__EXERCISE INPUT__.
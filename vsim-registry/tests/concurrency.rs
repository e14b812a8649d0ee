//! Concurrent clients sharing one registry

use std::any::Any;
use std::sync::Arc;
use vsim_registry::{
    CollectingListener, Context, ManagedObject, Registry, RegistryEvent, RegistryListener,
};
use vsim_types::{ChangeOp, DataObject, Fault, ObjectRef, PropertyChange, Result, Value};

#[derive(Clone, Default)]
struct Node {
    hits: i64,
    parent: Option<ObjectRef>,
    children: Vec<ObjectRef>,
}

impl ManagedObject for Node {
    fn kind(&self) -> &'static str {
        "Node"
    }

    fn view(&self) -> DataObject {
        DataObject::new("Node")
            .with("hits", self.hits)
            .with_opt("parent", self.parent.clone().map(Value::Ref))
            .with("childEntity", Value::refs(self.children.clone()))
    }

    fn apply_change(&mut self, change: &PropertyChange) -> Result<()> {
        let val = change.val.as_ref();
        match (change.name.as_str(), change.op) {
            ("hits", ChangeOp::Assign) => {
                self.hits = val.and_then(Value::as_i64).unwrap_or_default();
            }
            ("parent", ChangeOp::Assign) => {
                self.parent = val.and_then(Value::as_ref).cloned();
            }
            ("childEntity", ChangeOp::Add) => {
                self.children.extend(val.map(Value::references).unwrap_or_default());
            }
            ("childEntity", ChangeOp::Remove) => {
                let gone = val.map(Value::references).unwrap_or_default();
                self.children.retain(|c| !gone.contains(c));
            }
            _ => return Err(Fault::invalid_property(change.name.clone())),
        }
        Ok(())
    }

    fn as_any(&self) -> &dyn Any {
        self
    }

    fn as_any_mut(&mut self) -> &mut dyn Any {
        self
    }
}

#[tokio::test(flavor = "multi_thread", worker_threads = 4)]
async fn test_read_modify_write_is_serialized_by_object_lock() {
    let registry = Arc::new(Registry::new());
    let node = registry.put(Node::default());

    let mut workers = Vec::new();
    for _ in 0..8 {
        let registry = registry.clone();
        let node = node.clone();
        workers.push(tokio::task::spawn_blocking(move || {
            let ctx = Context::new();
            for _ in 0..50 {
                registry
                    .with_lock(&ctx, &node, |guard| {
                        let hits = guard.read_as(|n: &Node| n.hits).unwrap_or_default();
                        registry.update(guard, vec![PropertyChange::assign("hits", hits + 1)])
                    })
                    .unwrap()
                    .unwrap();
            }
        }));
    }
    for worker in workers {
        worker.await.unwrap();
    }

    let hits = registry.get(&node).unwrap().read_as(|n: &Node| n.hits);
    assert_eq!(hits, Some(400));
}

#[test]
fn test_put_entity_links_parent_and_child() {
    let registry = Registry::new();
    let ctx = Context::new();
    let parent = registry.put(Node::default());

    let child = registry.put_entity(&ctx, &parent, Node::default()).unwrap();

    let parent_view = registry.get(&parent).unwrap().view();
    assert_eq!(
        parent_view.get("childEntity").map(Value::references),
        Some(vec![child.clone()])
    );
    let child_view = registry.get(&child).unwrap().view();
    assert_eq!(child_view.get("parent"), Some(&Value::Ref(parent.clone())));

    registry.remove_entity(&ctx, &child).unwrap();
    assert!(registry.get(&child).is_none());
    let parent_view = registry.get(&parent).unwrap().view();
    assert_eq!(
        parent_view.get("childEntity").map(Value::references),
        Some(Vec::new())
    );
}

#[test]
fn test_put_entity_requires_parent() {
    let registry = Registry::new();
    let missing = ObjectRef::new("Node", "node-404");
    let err = registry
        .put_entity(&Context::new(), &missing, Node::default())
        .unwrap_err();
    assert_eq!(err, Fault::ManagedObjectNotFound { obj: missing });
    assert!(registry.is_empty());
}

#[test]
fn test_references_are_never_reused() {
    let registry = Registry::new();
    let first = registry.put(Node::default());
    registry.remove(&first);
    let second = registry.put(Node::default());
    assert_ne!(first, second);
}

#[test]
fn test_fixed_reference_is_not_overwritten_by_allocation() {
    let registry = Registry::new();
    let listener = Arc::new(CollectingListener::new());
    registry.add_handler(listener.clone());

    let fixed = registry
        .put_with_ref(
            ObjectRef::new("Node", "node-1"),
            Node {
                hits: 42,
                ..Node::default()
            },
        )
        .unwrap();
    let allocated = registry.put(Node::default());

    assert_ne!(allocated, fixed);
    assert_eq!(registry.len(), 2);
    let view = registry.get(&fixed).unwrap().view();
    assert_eq!(view.get("hits"), Some(&Value::Long(42)));

    let puts: Vec<ObjectRef> = listener
        .take()
        .into_iter()
        .map(|event| event.obj().clone())
        .collect();
    assert_eq!(puts, vec![fixed, allocated]);
}

#[test]
fn test_rejected_batch_is_neither_applied_nor_dispatched() {
    let registry = Registry::new();
    let node = registry.put(Node::default());
    let listener = Arc::new(CollectingListener::new());
    registry.add_handler(listener.clone());

    let err = registry
        .atomic_update(
            &Context::new(),
            &node,
            vec![
                PropertyChange::assign("hits", 5),
                PropertyChange::assign("bogus", 1),
            ],
        )
        .unwrap_err();
    assert!(matches!(err, Fault::InvalidProperty { .. }));

    let view = registry.get(&node).unwrap().view();
    assert_eq!(view.get("hits").and_then(Value::as_i64), Some(0));
    assert!(listener.is_empty());

    registry
        .atomic_update(&Context::new(), &node, vec![PropertyChange::assign("hits", 5)])
        .unwrap();
    let view = registry.get(&node).unwrap().view();
    assert_eq!(view.get("hits").and_then(Value::as_i64), Some(5));
    assert!(matches!(
        listener.take().as_slice(),
        [RegistryEvent::Update { .. }]
    ));
}

/// Removes `target` as soon as any other object is registered
struct RemoveOnPut {
    registry: Arc<Registry>,
    target: ObjectRef,
}

impl RegistryListener for RemoveOnPut {
    fn put_object(&self, obj: &ObjectRef) {
        if obj != &self.target {
            self.registry.remove(&self.target);
        }
    }
}

#[test]
fn test_put_entity_unregisters_child_when_parent_vanishes() {
    let registry = Arc::new(Registry::new());
    let parent = registry.put(Node::default());
    registry.add_handler(Arc::new(RemoveOnPut {
        registry: registry.clone(),
        target: parent.clone(),
    }));

    let err = registry
        .put_entity(&Context::new(), &parent, Node::default())
        .unwrap_err();
    assert_eq!(err, Fault::ManagedObjectNotFound { obj: parent });
    assert!(registry.is_empty());
    assert!(registry.references("Node").is_empty());
}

__EXERCISE PROMPT__. What is needed is each line of the entries that contains the word "tokio".

__TASK OUTPUT__.
#[tokio::test(flavor = "multi_thread", worker_threads = 4)]
        workers.push(tokio::task::spawn_blocking(move || {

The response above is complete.